あおい! 足動いてないぞ! 歩美佳ふみかちゃんの足引っ張るなや!」


 修司くんが歩美佳ちゃんて呼んでくれた、そう、彼が呼んでくれるなら私、なんだってできるの。だって恋する乙女だもの……。

 そんな私の横をキューピッドのボールが通り抜けたり。

 ……今のボールは私が取るボールだった気がして、私のダブルスパートナーにして歩くテニス辞典・鈴木葵に視線を送れば、ああ、なんということだろう。

 お得意の笑顔造りのポーカーフェイスを目だけ崩しているなんて。


「ドンマイ! 歩美佳ちゃん!」

「うっさいわ修兄ィ! 暇ならスクワットでもしろや! 歩美佳は集中力切れやすいんだから邪魔するなや!」


 私は集中を切らしやすいらしいが、親友の鈴木葵は単にキレやすい。

 私の王子様こと鈴木修司くんの所属する男子テニス部は早出の練習だかで女子より早く終わる。

 私たち女子テニス部はといえば、三年前だか十年前だか四半世紀前だかに出た変質者対策で早練も遅練も禁止だそうだ。

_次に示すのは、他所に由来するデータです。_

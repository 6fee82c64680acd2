//! Replay provider stepping through scripted timestamps

use std::sync::Arc;

use chrono::NaiveDateTime;
use tokio::time::{Duration, Interval, MissedTickBehavior, interval};
use tracing::{debug, trace};

use crate::provider::MomentProvider;
use crate::resolver;
use crate::types::{MomentPacket, ScheduleEntry};
use crate::Result;

/// Default pacing for replays, in moments per second.
///
/// Fast enough that a full scripted day finishes quickly in tests, slow
/// enough that subscribers with real work keep up.
pub const DEFAULT_REPLAY_RATE: f64 = 20.0;

/// Replay provider that resolves a scripted timestamp sequence.
///
/// Behaves like a live feed (same packets, same pacing contract) but ends
/// when the script runs out, which makes it the natural source for tests and
/// demo reels.
pub struct ReplayProvider {
    entries: Arc<Vec<ScheduleEntry>>,
    timestamps: Vec<NaiveDateTime>,
    cursor: usize,
    speed: f64,
    tick_rate: f64,
    interval: Interval,
    tick: u64,
}

impl ReplayProvider {
    /// Create a replay over the given timestamp script.
    pub fn new(entries: Arc<Vec<ScheduleEntry>>, timestamps: Vec<NaiveDateTime>) -> Self {
        let interval = Self::paced_interval(DEFAULT_REPLAY_RATE, 1.0);
        debug!("Replay created: {} scripted moments at {}Hz", timestamps.len(), DEFAULT_REPLAY_RATE);

        Self {
            entries,
            timestamps,
            cursor: 0,
            speed: 1.0,
            tick_rate: DEFAULT_REPLAY_RATE,
            interval,
            tick: 0,
        }
    }

    /// Set playback speed.
    pub fn set_speed(&mut self, speed: f64) {
        self.speed = speed.clamp(0.1, 100.0);
        self.interval = Self::paced_interval(self.tick_rate, self.speed);
        debug!("Replay speed set to {}x", self.speed);
    }

    /// Number of scripted moments not yet replayed.
    pub fn remaining(&self) -> usize {
        self.timestamps.len().saturating_sub(self.cursor)
    }

    /// Total number of scripted moments.
    pub fn total_moments(&self) -> usize {
        self.timestamps.len()
    }

    fn paced_interval(tick_rate: f64, speed: f64) -> Interval {
        let mut interval = interval(Duration::from_secs_f64(1.0 / (tick_rate * speed)));
        interval.set_missed_tick_behavior(MissedTickBehavior::Delay);
        interval
    }
}

#[async_trait::async_trait]
impl MomentProvider for ReplayProvider {
    async fn next_moment(&mut self) -> Result<Option<MomentPacket>> {
        let Some(&timestamp) = self.timestamps.get(self.cursor) else {
            debug!("Reached end of replay after {} moments", self.cursor);
            return Ok(None);
        };

        self.interval.tick().await;

        self.cursor += 1;
        self.tick += 1;
        let moment = resolver::resolve_current_moment(&self.entries, timestamp);

        trace!(
            "Replay moment {}/{}: {:?} at {}",
            self.cursor,
            self.timestamps.len(),
            moment.kind(),
            timestamp
        );

        Ok(Some(MomentPacket::new(moment, self.tick)))
    }

    fn tick_rate(&self) -> f64 {
        self.tick_rate * self.speed
    }
}
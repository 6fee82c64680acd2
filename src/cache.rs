//! Offline asset cache with single-generation versioning
//!
//! Models the service-worker caching contract: serve cached assets first,
//! fall back to the network, and fall back to the cached root document for
//! page requests when offline. Exactly one named generation is current at a
//! time; activation purges every other generation, so a version bump
//! invalidates stale assets wholesale.
//!
//! Storage here is in-memory; the browser binding (or any other host) sits
//! on the other side of the [`Fetcher`] trait and owns real persistence.

use std::collections::HashMap;
use std::sync::Mutex;

use tracing::{debug, info, warn};

use crate::Result;

/// The root document URL used as the offline fallback for page requests.
pub const ROOT_DOCUMENT: &str = "/";

/// Network access as the cache sees it.
///
/// `Ok(None)` means the server answered but has nothing for the URL;
/// `Err` means the network itself failed, which triggers offline fallbacks.
#[async_trait::async_trait]
pub trait Fetcher: Send + Sync {
    async fn fetch(&self, url: &str) -> Result<Option<Vec<u8>>>;
}

/// Single-generation offline asset cache.
pub struct OfflineCache {
    generation: String,
    precache: Vec<String>,
    // generation name -> url -> body
    store: Mutex<HashMap<String, HashMap<String, Vec<u8>>>>,
}

impl OfflineCache {
    /// Create a cache for a generation name, with the URLs to precache.
    pub fn new(generation: impl Into<String>, precache: Vec<String>) -> Self {
        Self { generation: generation.into(), precache, store: Mutex::new(HashMap::new()) }
    }

    /// The current generation name.
    pub fn generation(&self) -> &str {
        &self.generation
    }

    /// Populate the precache set, best-effort.
    ///
    /// Individual fetch failures are logged and skipped; an app shell that is
    /// half-cached still beats one that refused to install.
    pub async fn install<F: Fetcher>(&self, fetcher: &F) {
        info!("Installing cache generation {:?}", self.generation);

        for url in &self.precache {
            match fetcher.fetch(url).await {
                Ok(Some(body)) => {
                    self.insert(url, body);
                }
                Ok(None) => warn!("Precache miss for {}", url),
                Err(e) => warn!("Precache fetch failed for {}: {}", url, e),
            }
        }
    }

    /// Purge every generation whose name differs from the current one.
    pub fn activate(&self) {
        let mut store = self.store.lock().expect("cache lock poisoned");
        let stale: Vec<String> =
            store.keys().filter(|name| **name != self.generation).cloned().collect();

        for name in stale {
            info!("Deleting old cache generation {:?}", name);
            store.remove(&name);
        }
    }

    /// Serve a URL: cache first, then network, then offline fallback.
    ///
    /// `is_document` marks page navigations, which fall back to the cached
    /// root document when the network is down. Never errors: a request that
    /// cannot be satisfied is `Ok(None)`, mirroring the resolver's
    /// data-absence convention.
    pub async fn serve<F: Fetcher>(
        &self,
        url: &str,
        is_document: bool,
        fetcher: &F,
    ) -> Result<Option<Vec<u8>>> {
        if let Some(body) = self.lookup(url) {
            debug!("Cache hit for {}", url);
            return Ok(Some(body));
        }

        match fetcher.fetch(url).await {
            Ok(found) => Ok(found),
            Err(e) => {
                debug!("Network unavailable for {}: {}", url, e);
                if is_document {
                    // Offline page navigation: serve the cached app shell.
                    return Ok(self.lookup(ROOT_DOCUMENT));
                }
                Ok(None)
            }
        }
    }

    /// Number of assets cached in the current generation.
    pub fn cached_count(&self) -> usize {
        self.store
            .lock()
            .expect("cache lock poisoned")
            .get(&self.generation)
            .map(|assets| assets.len())
            .unwrap_or(0)
    }

    fn insert(&self, url: &str, body: Vec<u8>) {
        let mut store = self.store.lock().expect("cache lock poisoned");
        store.entry(self.generation.clone()).or_default().insert(url.to_string(), body);
    }

    fn lookup(&self, url: &str) -> Option<Vec<u8>> {
        let store = self.store.lock().expect("cache lock poisoned");
        store.get(&self.generation).and_then(|assets| assets.get(url)).cloned()
    }

    #[cfg(test)]
    fn seed_generation(&self, generation: &str, url: &str, body: Vec<u8>) {
        let mut store = self.store.lock().expect("cache lock poisoned");
        store.entry(generation.to_string()).or_default().insert(url.to_string(), body);
    }
}
//! Provider trait for moment sources

use crate::Result;
use crate::types::MomentPacket;

/// Trait for sources of resolved schedule moments
///
/// Providers abstract over where timestamps come from (live clock, scripted
/// replay) and handle their own pacing internally. The trait is deliberately
/// small: one polling method plus the native cadence.
#[async_trait::async_trait]
pub trait MomentProvider: Send + 'static {
    /// Get the next resolved moment
    ///
    /// Returns:
    /// - `Ok(Some(packet))` - New moment available
    /// - `Ok(None)` - Source exhausted (normal termination; live sources never end)
    /// - `Err(e)` - Transient failure, the driver retries with backoff
    async fn next_moment(&mut self) -> Result<Option<MomentPacket>>;

    /// Native polling rate in Hz
    ///
    /// 1Hz for the live clock; replays pace at whatever they were built with.
    fn tick_rate(&self) -> f64;
}
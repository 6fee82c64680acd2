//! Wall-clock abstractions and server-time alignment
//!
//! The resolver takes explicit timestamps; clocks are how the live pipeline
//! obtains them. [`SystemClock`] is the production source, [`FixedClock`]
//! drives tests, and [`SyncedClock`] layers a server-time offset on top of any
//! base clock so a skewed device still shows the right period.
//!
//! Fetching a time sample from a server is the host's job; this crate only
//! consumes the resulting [`SyncSample`].

use std::sync::Mutex;
use std::time::Duration;

use chrono::{Local, NaiveDateTime, TimeDelta};
use tracing::debug;

/// Source of the current local wall-clock time.
pub trait Clock: Send + Sync {
    /// Current local time.
    fn now(&self) -> NaiveDateTime;
}

/// The host system clock, in local time.
#[derive(Debug, Default, Clone, Copy)]
pub struct SystemClock;

impl Clock for SystemClock {
    fn now(&self) -> NaiveDateTime {
        Local::now().naive_local()
    }
}

/// A manually-advanced clock for tests and deterministic replays.
#[derive(Debug)]
pub struct FixedClock {
    now: Mutex<NaiveDateTime>,
}

impl FixedClock {
    /// Create a clock frozen at the given instant.
    pub fn new(now: NaiveDateTime) -> Self {
        Self { now: Mutex::new(now) }
    }

    /// Move the clock to a new instant.
    pub fn set(&self, now: NaiveDateTime) {
        *self.now.lock().expect("clock lock poisoned") = now;
    }

    /// Advance the clock by a duration.
    pub fn advance(&self, by: Duration) {
        let mut guard = self.now.lock().expect("clock lock poisoned");
        *guard += TimeDelta::from_std(by).unwrap_or(TimeDelta::zero());
    }
}

impl Clock for FixedClock {
    fn now(&self) -> NaiveDateTime {
        *self.now.lock().expect("clock lock poisoned")
    }
}

/// One server-time measurement.
///
/// `round_trip` is the full request latency; half of it approximates the
/// one-way delay when deriving the offset.
#[derive(Debug, Clone, Copy, PartialEq)]
pub struct SyncSample {
    /// Server time as reported in the response.
    pub server_time: NaiveDateTime,
    /// Local time when the response arrived.
    pub client_time: NaiveDateTime,
    /// Full request round-trip duration.
    pub round_trip: Duration,
}

impl SyncSample {
    /// Offset to add to local time to approximate server time.
    pub fn offset(&self) -> TimeDelta {
        let half_trip =
            TimeDelta::from_std(self.round_trip / 2).unwrap_or(TimeDelta::zero());
        self.server_time - self.client_time + half_trip
    }
}

/// Quality grade of the current synchronization, by offset magnitude.
#[derive(Debug, Clone, Copy, PartialEq, Eq)]
pub enum SyncQuality {
    /// No sample applied yet.
    Unsynced,
    /// Offset within 100ms.
    Excellent,
    /// Offset within 500ms.
    Good,
    /// Offset within 1s.
    Fair,
    /// Offset beyond 1s.
    Poor,
}

impl SyncQuality {
    fn grade(offset: TimeDelta) -> Self {
        let millis = offset.num_milliseconds().unsigned_abs();
        match millis {
            0..=100 => SyncQuality::Excellent,
            101..=500 => SyncQuality::Good,
            501..=1000 => SyncQuality::Fair,
            _ => SyncQuality::Poor,
        }
    }
}

/// How long a sync sample stays fresh.
#[derive(Debug, Clone, Copy, PartialEq)]
pub struct SyncPolicy {
    /// Age beyond which a sample no longer counts as synced.
    pub staleness: Duration,
}

impl Default for SyncPolicy {
    fn default() -> Self {
        Self { staleness: Duration::from_secs(30) }
    }
}

#[derive(Debug, Clone, Copy)]
struct SyncRecord {
    offset: TimeDelta,
    latency: Duration,
    synced_at: NaiveDateTime,
}

/// A base clock corrected by the latest server-time sample.
///
/// Until a sample is applied, and after one goes stale, `now()` falls back
/// to the base clock plus the last known offset, which degrades gracefully to
/// plain local time when no sample was ever seen.
pub struct SyncedClock<C: Clock = SystemClock> {
    base: C,
    policy: SyncPolicy,
    record: Mutex<Option<SyncRecord>>,
}

impl SyncedClock<SystemClock> {
    /// Synced clock over the system clock with the default policy.
    pub fn system() -> Self {
        Self::new(SystemClock, SyncPolicy::default())
    }
}

impl<C: Clock> SyncedClock<C> {
    /// Create a synced clock over an arbitrary base.
    pub fn new(base: C, policy: SyncPolicy) -> Self {
        Self { base, policy, record: Mutex::new(None) }
    }

    /// Apply a fresh server-time sample.
    pub fn apply(&self, sample: SyncSample) {
        let offset = sample.offset();
        debug!(
            "Time sync applied: offset {}ms, latency {}ms",
            offset.num_milliseconds(),
            sample.round_trip.as_millis()
        );
        *self.record.lock().expect("sync lock poisoned") = Some(SyncRecord {
            offset,
            latency: sample.round_trip,
            synced_at: self.base.now(),
        });
    }

    /// Last known offset from local time, zero when never synced.
    pub fn offset(&self) -> TimeDelta {
        self.record
            .lock()
            .expect("sync lock poisoned")
            .map(|r| r.offset)
            .unwrap_or_else(TimeDelta::zero)
    }

    /// Round-trip latency of the last applied sample.
    pub fn latency(&self) -> Option<Duration> {
        self.record.lock().expect("sync lock poisoned").map(|r| r.latency)
    }

    /// Grade of the current synchronization.
    pub fn quality(&self) -> SyncQuality {
        match *self.record.lock().expect("sync lock poisoned") {
            None => SyncQuality::Unsynced,
            Some(record) => SyncQuality::grade(record.offset),
        }
    }

    /// Whether a fresh (non-stale) sample is in effect.
    pub fn is_synced(&self) -> bool {
        let guard = self.record.lock().expect("sync lock poisoned");
        match *guard {
            None => false,
            Some(record) => {
                let age = self.base.now() - record.synced_at;
                age.to_std().map(|age| age < self.policy.staleness).unwrap_or(false)
            }
        }
    }
}

impl<C: Clock> Clock for SyncedClock<C> {
    fn now(&self) -> NaiveDateTime {
        // Stale offsets still beat raw local time; drift since the last
        // sample is bounded by the device clock, not the network.
        self.base.now() + self.offset()
    }
}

 そんな歴史と伝統溢れる都市伝説的変質者対策に、修司くんは葵の練習が終わってから帰るのだという。 羨ましい。

 穏やかな激闘を先輩たちとの練習試合で繰り広げ、ボロボロの私は更衣室のロッカー前までたどりつき、隣で疲れも見せずガットの張り具合を点検している親友に声を掛けていた。


「修司くん、カッコいいよねぇ……」

「修兄ィがあ? それより歩美佳、あんたもっと集中しなよ。サーブのときは適当しないで。あれはカバーできないんだから」


 先ほども顧問の幸子先生からやる気を出せと叱られて、やっとの思いの更衣室、葵の説教が待っているなんて予知していても避けられない運命ってあるのよシェイクスピア。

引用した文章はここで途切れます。